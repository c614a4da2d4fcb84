//! Index-table entry structures for the RPM header format

use crate::tags::TagId;

/// Data type of an index entry, as declared on disk
#[derive(Debug, Clone, Copy, PartialEq, Eq)]
#[repr(u32)]
pub enum TagType {
    Null = 0,
    Char = 1,
    Int8 = 2,
    Int16 = 3,
    Int32 = 4,
    Int64 = 5,
    String = 6,
    Bin = 7,
    StringArray = 8,
    I18nString = 9,
}

impl TagType {
    /// Per-element width in the data store, or `None` for NUL-delimited
    /// types whose extent must be scanned.
    pub fn fixed_width(self) -> Option<usize> {
        match self {
            TagType::Null => Some(0),
            TagType::Char | TagType::Int8 | TagType::Bin => Some(1),
            TagType::Int16 => Some(2),
            TagType::Int32 => Some(4),
            TagType::Int64 => Some(8),
            TagType::String | TagType::StringArray | TagType::I18nString => None,
        }
    }
}

impl TryFrom<u32> for TagType {
    type Error = u32;

    fn try_from(value: u32) -> Result<Self, Self::Error> {
        match value {
            0 => Ok(TagType::Null),
            1 => Ok(TagType::Char),
            2 => Ok(TagType::Int8),
            3 => Ok(TagType::Int16),
            4 => Ok(TagType::Int32),
            5 => Ok(TagType::Int64),
            6 => Ok(TagType::String),
            7 => Ok(TagType::Bin),
            8 => Ok(TagType::StringArray),
            9 => Ok(TagType::I18nString),
            other => Err(other),
        }
    }
}

/// One row of the index table: `{tag, type, offset, count}`
#[derive(Debug, Clone, Copy, PartialEq, Eq)]
pub struct EntryInfo {
    pub tag: TagId,
    pub typ: TagType,
    /// Byte offset of the entry's data within the data store
    pub offset: i32,
    /// Number of elements of `typ` at that offset
    pub count: u32,
}

impl EntryInfo {
    /// On-disk size of one index-table row
    pub const SIZE: usize = 16;
}

/// An index entry together with its data-store bytes.
///
/// `data` borrows from the header blob; nothing is copied until a value is
/// materialized by the projector.
#[derive(Debug, Clone, Copy)]
pub struct IndexEntry<'a> {
    pub info: EntryInfo,
    pub data: &'a [u8],
}
//! RPM header blob decoding
//!
//! Every value in the package database is a self-describing "header": a
//! 16-byte intro, an index table typing and locating each tag, and a data
//! store holding the raw bytes. All integers in the header body are
//! big-endian regardless of the database's byte order.

pub mod decode;
pub mod entry;
pub mod value;

pub use decode::{decode, region_backpointer};
pub use entry::{EntryInfo, IndexEntry, TagType};
pub use value::{entry_value, HeaderString, TagValue};
//! Hash metadata page - page 0 of a Berkeley DB Hash file
//!
//! Layout (generic metadata header, then hash-specific fields):
//! - Offset 0x00: LSN (8 bytes, unused here)
//! - Offset 0x08: page_no (u32)
//! - Offset 0x0C: magic (u32, 0x00061561 for the Hash access method)
//! - Offset 0x10: version (u32)
//! - Offset 0x14: page_size (u32)
//! - Offset 0x18: encryption_alg (u8)
//! - Offset 0x19: page_type (u8, 0x08)
//! - Offset 0x1A: meta_flags (u8)
//! - Offset 0x1C: free list head (u32)
//! - Offset 0x20: last_page_no (u32)
//! - Offset 0x24: num_parts (u32)
//! - Offset 0x28: key_count (u32)
//! - Offset 0x2C: record_count (u32)
//! - Offset 0x30: flags (u32)
//! - Offset 0x34: unique file id (20 bytes)
//! - Offset 0x48: max_bucket (u32)
//! - Offset 0x4C: high_mask (u32)
//! - Offset 0x50: low_mask (u32)
//! - Offset 0x54: fill_factor (u32)
//! - Offset 0x58: num_keys (u32, number of key/value pairs)
//! - Offset 0x5C: char_key_hash (u32, hash function identifier)
//!
//! The byte order of the magic field determines the byte order of every
//! multi-byte field in the file.

use tracing::warn;

use crate::error::OpenError;
use super::page::{Endian, PageType, PAGE_SIZES};

/// Magic number of the Hash access method
pub const HASH_MAGIC: u32 = 0x0006_1561;

/// On-disk database format version this reader was written against
pub const HASH_VERSION: u32 = 9;

bitflags::bitflags! {
    /// Access-method flags stored in the metadata page
    #[derive(Debug, Clone, Copy, PartialEq, Eq)]
    pub struct MetaFlags: u32 {
        /// Duplicate keys allowed
        const DUP = 0x01;
        /// File contains subdatabases
        const SUBDB = 0x02;
        /// Duplicates are sorted
        const DUPSORT = 0x04;
    }
}

/// Parsed hash metadata page
#[derive(Debug, Clone)]
pub struct HashMetadata {
    /// Byte order detected from the magic field
    pub endian: Endian,
    /// Page number as recorded on the page (0)
    pub page_no: u32,
    /// Access-method magic
    pub magic: u32,
    /// Format version
    pub version: u32,
    /// Page size governing every offset in the file
    pub page_size: u32,
    /// Encryption algorithm (0 = unencrypted; anything else is rejected)
    pub encryption_alg: u8,
    /// Page type byte
    pub page_type: PageType,
    /// Access-method flags
    pub flags: MetaFlags,
    /// Head of the free page list
    pub free: u32,
    /// Number of the last page in the database
    pub last_page_no: u32,
    /// Number of partitions
    pub num_parts: u32,
    /// Cached key count
    pub key_count: u32,
    /// Cached record count
    pub record_count: u32,
    /// Highest bucket in use
    pub max_bucket: u32,
    /// Modulo mask into the bucket table
    pub high_mask: u32,
    /// Modulo mask into the lower half of the bucket table
    pub low_mask: u32,
    /// Fill factor
    pub fill_factor: u32,
    /// Number of key/value pairs in the hash table
    pub num_keys: u32,
    /// Value of hash(CHARKEY), identifies the hash function
    pub char_key_hash: u32,
}

impl HashMetadata {
    /// Bytes of page 0 needed to parse the metadata
    pub const SIZE: usize = 0x60;

    /// Parse the metadata page, detecting byte order from the magic field
    pub fn from_bytes(data: &[u8]) -> Result<Self, OpenError> {
        if data.len() < Self::SIZE {
            return Err(OpenError::UnsupportedMagic(0));
        }

        let le_magic = Endian::Little.read_u32(data, 0x0C);
        let endian = if le_magic == HASH_MAGIC {
            Endian::Little
        } else if Endian::Big.read_u32(data, 0x0C) == HASH_MAGIC {
            Endian::Big
        } else {
            return Err(OpenError::UnsupportedMagic(le_magic));
        };

        let meta = HashMetadata {
            endian,
            page_no: endian.read_u32(data, 0x08),
            magic: HASH_MAGIC,
            version: endian.read_u32(data, 0x10),
            page_size: endian.read_u32(data, 0x14),
            encryption_alg: data[0x18],
            page_type: PageType::from(data[0x19]),
            flags: MetaFlags::from_bits_retain(endian.read_u32(data, 0x30)),
            free: endian.read_u32(data, 0x1C),
            last_page_no: endian.read_u32(data, 0x20),
            num_parts: endian.read_u32(data, 0x24),
            key_count: endian.read_u32(data, 0x28),
            record_count: endian.read_u32(data, 0x2C),
            max_bucket: endian.read_u32(data, 0x48),
            high_mask: endian.read_u32(data, 0x4C),
            low_mask: endian.read_u32(data, 0x50),
            fill_factor: endian.read_u32(data, 0x54),
            num_keys: endian.read_u32(data, 0x58),
            char_key_hash: endian.read_u32(data, 0x5C),
        };

        if meta.encryption_alg != 0 {
            return Err(OpenError::UnsupportedEncryption(meta.encryption_alg));
        }
        if !PAGE_SIZES.contains(&meta.page_size) {
            return Err(OpenError::UnsupportedPageSize(meta.page_size));
        }
        if meta.version != HASH_VERSION {
            warn!(version = meta.version, "unexpected hash database version");
        }

        Ok(meta)
    }
}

════

*What you should do*: Using the material above, transcribe exactly the lines from the line with "by the projector." to the line with "0x1A: meta_flags (u8)"; both count, and nothing else goes in.

*Solution to this exercise*:
/// materialized by the projector.
#[derive(Debug, Clone, Copy)]
pub struct IndexEntry<'a> {
    pub info: EntryInfo,
    pub data: &'a [u8],
}
//! RPM header blob decoding
//!
//! Every value in the package database is a self-describing "header": a
//! 16-byte intro, an index table typing and locating each tag, and a data
//! store holding the raw bytes. All integers in the header body are
//! big-endian regardless of the database's byte order.

pub mod decode;
pub mod entry;
pub mod value;

pub use decode::{decode, region_backpointer};
pub use entry::{EntryInfo, IndexEntry, TagType};
pub use value::{entry_value, HeaderString, TagValue};
//! Hash metadata page - page 0 of a Berkeley DB Hash file
//!
//! Layout (generic metadata header, then hash-specific fields):
//! - Offset 0x00: LSN (8 bytes, unused here)
//! - Offset 0x08: page_no (u32)
//! - Offset 0x0C: magic (u32, 0x00061561 for the Hash access method)
//! - Offset 0x10: version (u32)
//! - Offset 0x14: page_size (u32)
//! - Offset 0x18: encryption_alg (u8)
//! - Offset 0x19: page_type (u8, 0x08)
//! - Offset 0x1A: meta_flags (u8)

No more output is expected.